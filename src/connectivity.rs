use std::sync::atomic::{AtomicBool, Ordering};
use std::sync::{Arc, Mutex, Weak};
#[cfg(feature = "network")]
use std::time::Duration;

/// Platform reachability check. The production probe lives behind the
/// `network` feature; without it the app assumes it is online.
pub trait ConnectivityProbe: Send {
    fn is_online(&self) -> bool;
}

type Listener = Box<dyn FnMut(bool) + Send>;

struct ListenerTable {
    next_id: u64,
    entries: Vec<(u64, Listener)>,
}

struct MonitorInner {
    online: AtomicBool,
    listeners: Mutex<ListenerTable>,
}

/// Process-wide online/offline state. The probe thread writes through
/// [`ConnectivityMonitor::report`]; sessions hold clones and only read.
///
/// Cloning is cheap; every clone observes the same state.
#[derive(Clone)]
pub struct ConnectivityMonitor {
    inner: Arc<MonitorInner>,
}

impl ConnectivityMonitor {
    pub fn new(initial: bool) -> Self {
        Self {
            inner: Arc::new(MonitorInner {
                online: AtomicBool::new(initial),
                listeners: Mutex::new(ListenerTable {
                    next_id: 0,
                    entries: Vec::new(),
                }),
            }),
        }
    }

    /// Sample the environment once for the startup state.
    pub fn with_probe(probe: &dyn ConnectivityProbe) -> Self {
        Self::new(probe.is_online())
    }

    /// Last observed state. With no probe reports yet, the initial sample.
    pub fn current(&self) -> bool {
        self.inner.online.load(Ordering::SeqCst)
    }

    /// Record an environment observation. Listeners fire synchronously on
    /// transitions only; repeating the current state is a no-op.
    pub fn report(&self, online: bool) {
        let mut table = match self.inner.listeners.lock() {
            Ok(table) => table,
            Err(poisoned) => poisoned.into_inner(),
        };
        let previous = self.inner.online.swap(online, Ordering::SeqCst);
        if previous == online {
            return;
        }
        for (_, listener) in table.entries.iter_mut() {
            listener(online);
        }
    }

    /// Register a transition listener. The returned [`Subscription`]
    /// deregisters it when dropped.
    #[must_use = "dropping the subscription immediately deregisters the listener"]
    pub fn subscribe(&self, listener: impl FnMut(bool) + Send + 'static) -> Subscription {
        let mut table = match self.inner.listeners.lock() {
            Ok(table) => table,
            Err(poisoned) => poisoned.into_inner(),
        };
        let id = table.next_id;
        table.next_id += 1;
        table.entries.push((id, Box::new(listener)));
        Subscription {
            inner: Arc::downgrade(&self.inner),
            id,
        }
    }

    #[cfg(test)]
    fn listener_count(&self) -> usize {
        self.inner
            .listeners
            .lock()
            .map(|table| table.entries.len())
            .unwrap_or(0)
    }
}

/// RAII handle for a registered listener.
pub struct Subscription {
    inner: Weak<MonitorInner>,
    id: u64,
}

impl Drop for Subscription {
    fn drop(&mut self) {
        if let Some(inner) = self.inner.upgrade() {
            if let Ok(mut table) = inner.listeners.lock() {
                table.entries.retain(|(id, _)| *id != self.id);
            }
        }
    }
}

/// Reachability probe that issues a HEAD request against a captive-portal
/// style endpoint. Any response counts as online; only transport failure
/// counts as offline.
#[cfg(feature = "network")]
pub struct HttpProbe {
    client: reqwest::blocking::Client,
    url: String,
}

#[cfg(feature = "network")]
impl HttpProbe {
    pub fn new(url: &str, timeout: Duration) -> Self {
        let client = reqwest::blocking::Client::builder()
            .timeout(timeout)
            .build()
            .unwrap_or_default();
        Self {
            client,
            url: url.to_string(),
        }
    }
}

#[cfg(feature = "network")]
impl ConnectivityProbe for HttpProbe {
    fn is_online(&self) -> bool {
        self.client.head(&self.url).send().is_ok()
    }
}

/// Fallback probe when the `network` feature is disabled.
pub struct AlwaysOnline;

impl ConnectivityProbe for AlwaysOnline {
    fn is_online(&self) -> bool {
        true
    }
}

◇ ◇ ◇ ◇ ◇ ◇ ◇

Return, from the data, each line that has the word "MonitorInner" in it.

struct MonitorInner {
    inner: Arc<MonitorInner>,
            inner: Arc::new(MonitorInner {
    inner: Weak<MonitorInner>,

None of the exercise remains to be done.